Below are the records; output them exactly from the first line through the line with "#[derive(Clone)]", stopping there.

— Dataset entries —

==================================================

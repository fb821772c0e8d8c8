use card_layout::{
    CancelToken, Card, CardLayout, LayoutOptions, LayoutOutcome, ProgressSink,
    calculate_statistics, load_manifest, save_layout,
};
use std::path::PathBuf;
use tokio::sync::mpsc;

use crate::{LayoutCommand, LayoutUpdate};

/// Forwards engine progress over the update channel
#[derive(Clone)]
pub struct ChannelProgress {
    update_tx: mpsc::UnboundedSender<LayoutUpdate>,
}

impl ChannelProgress {
    pub fn new(update_tx: mpsc::UnboundedSender<LayoutUpdate>) -> Self {
        Self { update_tx }
    }
}

impl ProgressSink for ChannelProgress {
    fn progress(&self, current: usize, max: usize) {
        let _ = self.update_tx.send(LayoutUpdate::Progress {
            operation: "Laying out cards".to_string(),
            current,
            total: max,
        });
    }

    fn status(&self, message: &str) {
        let _ = self.update_tx.send(LayoutUpdate::Status {
            message: message.to_string(),
        });
    }
}

/// Async worker task that processes layout commands and sends updates.
///
/// `cancel` is shared with the front end; setting it stops the layout in
/// progress, and it is cleared again once that layout has reported back.
pub async fn worker_task(
    mut command_rx: mpsc::UnboundedReceiver<LayoutCommand>,
    update_tx: mpsc::UnboundedSender<LayoutUpdate>,
    cancel: CancelToken,
) {
    while let Some(cmd) = command_rx.recv().await {
        process_command(cmd, &mut command_rx, &update_tx, &cancel).await;
    }
}

async fn process_command(
    cmd: LayoutCommand,
    command_rx: &mut mpsc::UnboundedReceiver<LayoutCommand>,
    update_tx: &mpsc::UnboundedSender<LayoutUpdate>,
    cancel: &CancelToken,
) {
    match cmd {
        LayoutCommand::LoadManifest { path } => {
            handle_load_manifest(path, update_tx).await;
        }
        LayoutCommand::LoadOptions { path } => {
            handle_load_options(path, update_tx).await;
        }
        LayoutCommand::Layout {
            mut cards,
            mut options,
        } => {
            // Drain any queued layout commands, keeping only the most recent
            while let Ok(next_cmd) = command_rx.try_recv() {
                if let LayoutCommand::Layout {
                    cards: new_cards,
                    options: new_options,
                } = next_cmd
                {
                    log::debug!("Discarding queued layout, using newer request");
                    cards = new_cards;
                    options = new_options;
                } else {
                    // Since we can't put it back, process it now before the layout
                    Box::pin(process_command(next_cmd, command_rx, update_tx, cancel)).await;
                }
            }

            handle_layout(cards, options, update_tx, cancel).await;
        }
        LayoutCommand::SaveLayout { deck, path } => {
            if let Err(e) = save_layout(&deck, &path).await {
                let _ = update_tx.send(LayoutUpdate::Error {
                    message: format!("Failed to save layout: {}", e),
                });
                return;
            }
            let _ = update_tx.send(LayoutUpdate::Saved { path });
        }
    }
}

async fn handle_load_manifest(path: PathBuf, update_tx: &mpsc::UnboundedSender<LayoutUpdate>) {
    let components = match load_manifest(&path).await {
        Ok(components) => components,
        Err(e) => {
            let _ = update_tx.send(LayoutUpdate::Error {
                message: format!("Failed to load manifest: {}", e),
            });
            return;
        }
    };

    let mut cards = Vec::new();
    for component in &components {
        match component.cards() {
            Ok(more) => cards.extend(more),
            Err(e) => {
                let _ = update_tx.send(LayoutUpdate::Error {
                    message: format!("Invalid component '{}': {}", component.name, e),
                });
                return;
            }
        }
    }

    log::info!(
        "Loaded {} cards from {} components in {}",
        cards.len(),
        components.len(),
        path.display()
    );
    let _ = update_tx.send(LayoutUpdate::ManifestLoaded { cards });
}

async fn handle_load_options(path: PathBuf, update_tx: &mpsc::UnboundedSender<LayoutUpdate>) {
    match LayoutOptions::load(&path).await {
        Ok(options) => {
            let _ = update_tx.send(LayoutUpdate::OptionsLoaded { options });
        }
        Err(e) => {
            let _ = update_tx.send(LayoutUpdate::Error {
                message: format!("Failed to load configuration: {}", e),
            });
        }
    }
}

async fn handle_layout(
    cards: Vec<Card>,
    options: LayoutOptions,
    update_tx: &mpsc::UnboundedSender<LayoutUpdate>,
    cancel: &CancelToken,
) {
    let mut layout = match CardLayout::with_options(&options) {
        Ok(layout) => layout,
        Err(e) => {
            let _ = update_tx.send(LayoutUpdate::Error {
                message: format!("Invalid layout options: {}", e),
            });
            return;
        }
    };
    layout.set_cancel_token(cancel.clone());
    layout.add_cards(cards);

    // Layout is CPU-bound, spawn blocking
    let sink = ChannelProgress::new(update_tx.clone());
    let result = tokio::task::spawn_blocking(move || {
        let run = layout.run(&sink);
        let stats = calculate_statistics(&run.deck, &layout.paper());
        (run, stats)
    })
    .await;
    cancel.reset();

    match result {
        Ok((run, stats)) => {
            let update = match run.outcome {
                LayoutOutcome::Completed => LayoutUpdate::LayoutComplete {
                    deck: run.deck,
                    stats,
                },
                LayoutOutcome::Cancelled => LayoutUpdate::LayoutCancelled { deck: run.deck },
            };
            let _ = update_tx.send(update);
        }
        Err(e) => {
            let _ = update_tx.send(LayoutUpdate::Error {
                message: format!("Layout task failed: {}", e),
            });
        }
    }
}
use chrono::Local;
use log::{LevelFilter, Metadata, Record};
use std::io::Write;

/// Writes timestamped log lines to stderr
pub struct StderrLogger {
    level: LevelFilter,
}

impl StderrLogger {
    pub fn new(level: LevelFilter) -> Self {
        Self { level }
    }

    pub fn init(self) -> Result<(), log::SetLoggerError> {
        let level = self.level;
        log::set_boxed_logger(Box::new(self))?;
        log::set_max_level(level);
        Ok(())
    }
}

impl log::Log for StderrLogger {
    fn enabled(&self, metadata: &Metadata) -> bool {
        metadata.level() <= self.level
    }

    fn log(&self, record: &Record) {
        if self.enabled(record.metadata()) {
            let mut stderr = std::io::stderr().lock();
            let _ = writeln!(
                stderr,
                "{} {:<5} [{}] {}",
                Local::now().format("%H:%M:%S%.3f"),
                record.level(),
                record.target(),
                record.args()
            );
        }
    }

    fn flush(&self) {
        let _ = std::io::stderr().flush();
    }
}
//! Card records
//!
//! A card is the unit the engine places: a front face and, optionally, a back
//! face of identical size. Its layout size depends on the layout mode, so it
//! is computed by [`Card::prepare`] right before ordering rather than at
//! construction.

use crate::types::{LayoutError, Result};

/// Which face of a printed sheet
#[derive(Debug, Clone, Copy, PartialEq, Eq, Hash)]
#[cfg_attr(feature = "serde", derive(serde::Serialize, serde::Deserialize))]
pub enum Side {
    Front,
    Back,
}

/// A single printable rectangle
#[derive(Debug, Clone, Copy, PartialEq)]
#[cfg_attr(feature = "serde", derive(serde::Serialize, serde::Deserialize))]
pub struct Face {
    pub side: Side,
    /// Trimmed width in points
    pub width: f32,
    /// Trimmed height in points
    pub height: f32,
    /// Bleed allowance on each edge in points
    pub bleed: f32,
}

impl Face {
    pub fn new(side: Side, width: f32, height: f32) -> Self {
        Self {
            side,
            width,
            height,
            bleed: 0.0,
        }
    }

    pub fn with_bleed(mut self, bleed: f32) -> Self {
        self.bleed = bleed;
        self
    }

    /// Size the face occupies on the page
    pub fn layout_size(&self, bleed_margin: bool) -> (f32, f32) {
        if bleed_margin {
            (self.width + 2.0 * self.bleed, self.height + 2.0 * self.bleed)
        } else {
            (self.width, self.height)
        }
    }

    fn validate(&self) -> Result<()> {
        if !(self.width > 0.0 && self.height > 0.0) {
            return Err(LayoutError::InvalidFace(format!(
                "{:?} face must have positive size, got {}x{}",
                self.side, self.width, self.height
            )));
        }
        if !(self.bleed >= 0.0) {
            return Err(LayoutError::InvalidFace(format!(
                "{:?} face bleed must not be negative, got {}",
                self.side, self.bleed
            )));
        }
        Ok(())
    }
}

/// One placeable unit
#[derive(Debug, Clone, PartialEq)]
#[cfg_attr(feature = "serde", derive(serde::Serialize, serde::Deserialize))]
pub struct Card {
    /// Display name used in status messages and output
    pub name: String,
    pub front: Face,
    pub back: Option<Face>,
    /// Class identifier, used only for tie-breaking
    pub group_key: String,
    /// Originating component, used only for tie-breaking
    pub source_id: Option<String>,
    /// Index of this sheet within its component
    pub face_index: usize,
    #[cfg_attr(feature = "serde", serde(skip))]
    size: PreparedSize,
}

#[derive(Debug, Clone, Copy, PartialEq, Default)]
struct PreparedSize {
    width: f32,
    height: f32,
    area: f32,
    bleed_margin: bool,
}

impl Card {
    /// A card with only a front face
    pub fn single(name: impl Into<String>, front: Face) -> Result<Self> {
        front.validate()?;
        Ok(Self {
            name: name.into(),
            front,
            back: None,
            group_key: String::new(),
            source_id: None,
            face_index: 0,
            size: PreparedSize::default(),
        })
    }

    /// A card with matching front and back faces
    pub fn paired(name: impl Into<String>, front: Face, back: Face) -> Result<Self> {
        front.validate()?;
        back.validate()?;
        if back.width != front.width || back.height != front.height || back.bleed != front.bleed
        {
            return Err(LayoutError::InvalidFace(format!(
                "Back face ({}x{}) does not match front face ({}x{})",
                back.width, back.height, front.width, front.height
            )));
        }
        let mut card = Self::single(name, front)?;
        card.back = Some(back);
        Ok(card)
    }

    pub fn with_group_key(mut self, group_key: impl Into<String>) -> Self {
        self.group_key = group_key.into();
        self
    }

    pub fn with_source(mut self, source_id: impl Into<String>, face_index: usize) -> Self {
        self.source_id = Some(source_id.into());
        self.face_index = face_index;
        self
    }

    /// Compute the layout size for the given mode.
    ///
    /// In single-sided mode an unsplit pair is laid out side by side, so its
    /// width covers both faces.
    pub fn prepare(&mut self, double_sided: bool, bleed_margin: bool) {
        let (front_w, front_h) = self.front.layout_size(bleed_margin);
        let width = match self.back {
            Some(back) if !double_sided => front_w + back.layout_size(bleed_margin).0,
            _ => front_w,
        };
        self.size = PreparedSize {
            width,
            height: front_h,
            area: width * front_h,
            bleed_margin,
        };
    }

    /// Split a pair into two independent single-face cards.
    ///
    /// Returns the card unchanged (as the only element) when it has no back.
    pub fn split(self) -> Vec<Card> {
        let Some(back) = self.back else {
            return vec![self];
        };
        let front_card = Card {
            back: None,
            ..self.clone()
        };
        let back_card = Card {
            front: back,
            back: None,
            ..self
        };
        vec![front_card, back_card]
    }

    /// Layout width after [`Card::prepare`]
    pub fn width(&self) -> f32 {
        self.size.width
    }

    /// Layout height after [`Card::prepare`]
    pub fn height(&self) -> f32 {
        self.size.height
    }

    /// Layout area after [`Card::prepare`]
    pub fn area(&self) -> f32 {
        self.size.area
    }

    /// Page size of one face, honoring the bleed mode of the last preparation
    pub(crate) fn face_size(&self, face: &Face) -> (f32, f32) {
        face.layout_size(self.size.bleed_margin)
    }
}

/// One sheet produced by the component loader
#[derive(Debug, Clone, PartialEq)]
#[cfg_attr(feature = "serde", derive(serde::Serialize, serde::Deserialize))]
pub struct Sheet {
    pub front: Face,
    pub back: Option<Face>,
}

/// A loaded component: its sheets in generation order
#[derive(Debug, Clone, PartialEq)]
#[cfg_attr(feature = "serde", derive(serde::Serialize, serde::Deserialize))]
pub struct Component {
    pub source_id: String,
    pub class: String,
    pub name: String,
    pub sheets: Vec<Sheet>,
    pub copies: usize,
}

impl Component {
    /// Enumerate the component's sheets as cards, `copies` times over.
    pub fn cards(&self) -> Result<Vec<Card>> {
        let mut cards = Vec::with_capacity(self.sheets.len() * self.copies);
        for _ in 0..self.copies {
            for (index, sheet) in self.sheets.iter().enumerate() {
                let name = if self.sheets.len() > 1 {
                    format!("{} [{}]", self.name, index + 1)
                } else {
                    self.name.clone()
                };
                let card = match sheet.back {
                    Some(back) => Card::paired(name, sheet.front, back)?,
                    None => Card::single(name, sheet.front)?,
                };
                cards.push(
                    card.with_group_key(self.class.clone())
                        .with_source(self.source_id.clone(), index),
                );
            }
        }
        Ok(cards)
    }
}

==================================================

— TASK OUTPUT —
repository fb821772c0e8d8c8
use card_layout::{
    CancelToken, Card, CardLayout, LayoutOptions, LayoutOutcome, ProgressSink,
    calculate_statistics, load_manifest, save_layout,
};
use std::path::PathBuf;
use tokio::sync::mpsc;

use crate::{LayoutCommand, LayoutUpdate};

/// Forwards engine progress over the update channel
#[derive(Clone)]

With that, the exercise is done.